All syntax examples will assume you are using the client against the test host
created by following the Ambari Quick Start Guide. I've set up a 5 node cluster
which has hostnames c6401-c6405.ambari.apache.org. The examples will translate
to other clusters, just the hostnames and number of hosts might change, obviously.

Basic API bindings design
----------

The starting point for users is the Ambari class in ambariclient.client

>>> from ambariclient.client import Ambari
>>> client = Ambari('c6401.ambari.apache.org', port=8080, username='admin', password='admin')


Ambari Shell
-----------

The Ambari Shell will automatically set up the ambari client for you and let you
play around with the API to learn the syntax. To load it run the exectuable in
bin:

$ bin/ambari-shell
Python 2.7.2 (default, Oct 11 2012, 20:14:37)
[GCC 4.2.1 Compatible Apple Clang 4.0 (tags/Apple/clang-418.0.60)] on darwin
Type "help", "copyright", "credits" or "license" for more information.

Ambari client available as 'ambari'
- Ambari Server is c6401.ambari.apache.org:8080
- Ambari Version is 1.7.0

>>>

You can then just reference the 'ambari' variable as the client. The defaults
are those for the Ambari Quick Start setup.

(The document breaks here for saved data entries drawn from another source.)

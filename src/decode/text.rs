use tracing::warn;

use super::{file_name, require_int, Category, DecodeError, DecodedPayload, Decoder};
use crate::object::ResolvedObject;

pub const ENCODING_UTF8: i64 = 0;
pub const ENCODING_UTF16_LE: i64 = 1;
pub const ENCODING_UTF16_BE: i64 = 2;

/// TextAsset → UTF-8 text file.  UTF-16 input is transcoded; byte-order
/// marks are dropped.
pub struct TextDecoder;

fn to_utf8(bytes: &[u8], encoding: i64) -> Result<String, DecodeError> {
    match encoding {
        ENCODING_UTF8 => {
            let bytes = bytes.strip_prefix(b"\xEF\xBB\xBF").unwrap_or(bytes);
            match std::str::from_utf8(bytes) {
                Ok(s) => Ok(s.to_owned()),
                Err(e) => {
                    warn!(error = %e, "text asset is not valid UTF-8; replacing invalid sequences");
                    Ok(String::from_utf8_lossy(bytes).into_owned())
                }
            }
        }
        ENCODING_UTF16_LE | ENCODING_UTF16_BE => {
            if bytes.len() % 2 != 0 {
                return Err(DecodeError::InvalidText(format!("odd UTF-16 byte length {}", bytes.len())));
            }
            let units = bytes.chunks_exact(2).map(|p| {
                if encoding == ENCODING_UTF16_LE {
                    u16::from_le_bytes([p[0], p[1]])
                } else {
                    u16::from_be_bytes([p[0], p[1]])
                }
            });
            let text: String = char::decode_utf16(units)
                .map(|r| r.unwrap_or(char::REPLACEMENT_CHARACTER))
                .collect();
            Ok(text.strip_prefix('\u{FEFF}').map(str::to_owned).unwrap_or(text))
        }
        other => Err(DecodeError::InvalidText(format!("unknown encoding flag {other}"))),
    }
}

impl Decoder for TextDecoder {
    fn name(&self) -> &'static str { "text" }

    fn output_name(&self, object: &ResolvedObject) -> String {
        file_name(object, ".txt")
    }

    fn category(&self) -> Category { Category::Text }

    fn decode(&self, object: &ResolvedObject) -> Result<DecodedPayload, DecodeError> {
        let encoding = require_int(object, "encoding")?;
        let script = object
            .bytes("script")
            .ok_or(DecodeError::MissingField { type_tag: object.type_tag, field: "script" })?;
        let text = to_utf8(script, encoding)?;
        Ok(DecodedPayload {
            output_name: self.output_name(object),
            mime_hint:   "text/plain; charset=utf-8",
            category:    self.category(),
            bytes:       text.into_bytes(),
            width:       None,
            height:      None,
        })
    }
}

#[cfg(test)]
mod tests {
    use super::*;

    #[test]
    fn utf16_variants_normalize_to_utf8() {
        let le: Vec<u8> = "\u{FEFF}héllo".encode_utf16().flat_map(u16::to_le_bytes).collect();
        let be: Vec<u8> = "héllo".encode_utf16().flat_map(u16::to_be_bytes).collect();
        assert_eq!(to_utf8(&le, ENCODING_UTF16_LE).unwrap(), "héllo");
        assert_eq!(to_utf8(&be, ENCODING_UTF16_BE).unwrap(), "héllo");
    }

    #[test]
    fn utf8_bom_is_stripped() {
        assert_eq!(to_utf8(b"\xEF\xBB\xBFdata", ENCODING_UTF8).unwrap(), "data");
    }

    #[test]
    fn invalid_utf8_is_replaced_not_rejected() {
        assert_eq!(to_utf8(b"a\xFFb", ENCODING_UTF8).unwrap(), "a\u{FFFD}b");
    }

    #[test]
    fn odd_utf16_and_unknown_flags_fail() {
        assert!(to_utf8(&[0x41], ENCODING_UTF16_LE).is_err());
        assert!(to_utf8(b"x", 7).is_err());
    }
}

Username and password are defaulted
to 'admin', and the host is defaulted to http://c6401.ambari.apache.org:8080
You can override them by creating a JSON configuration file in $HOME/.ambari:

{
"host": "my.ambari.server.com",
"port": 80,
"username": "my-username",
"password": "my-password"
}

You can also pass in any of those options on the CLI:

ambari-shell --host http://my.ambari.server.com --username my-username --password my-password

Or you can specify some in the config file and then override some using the CLI switches.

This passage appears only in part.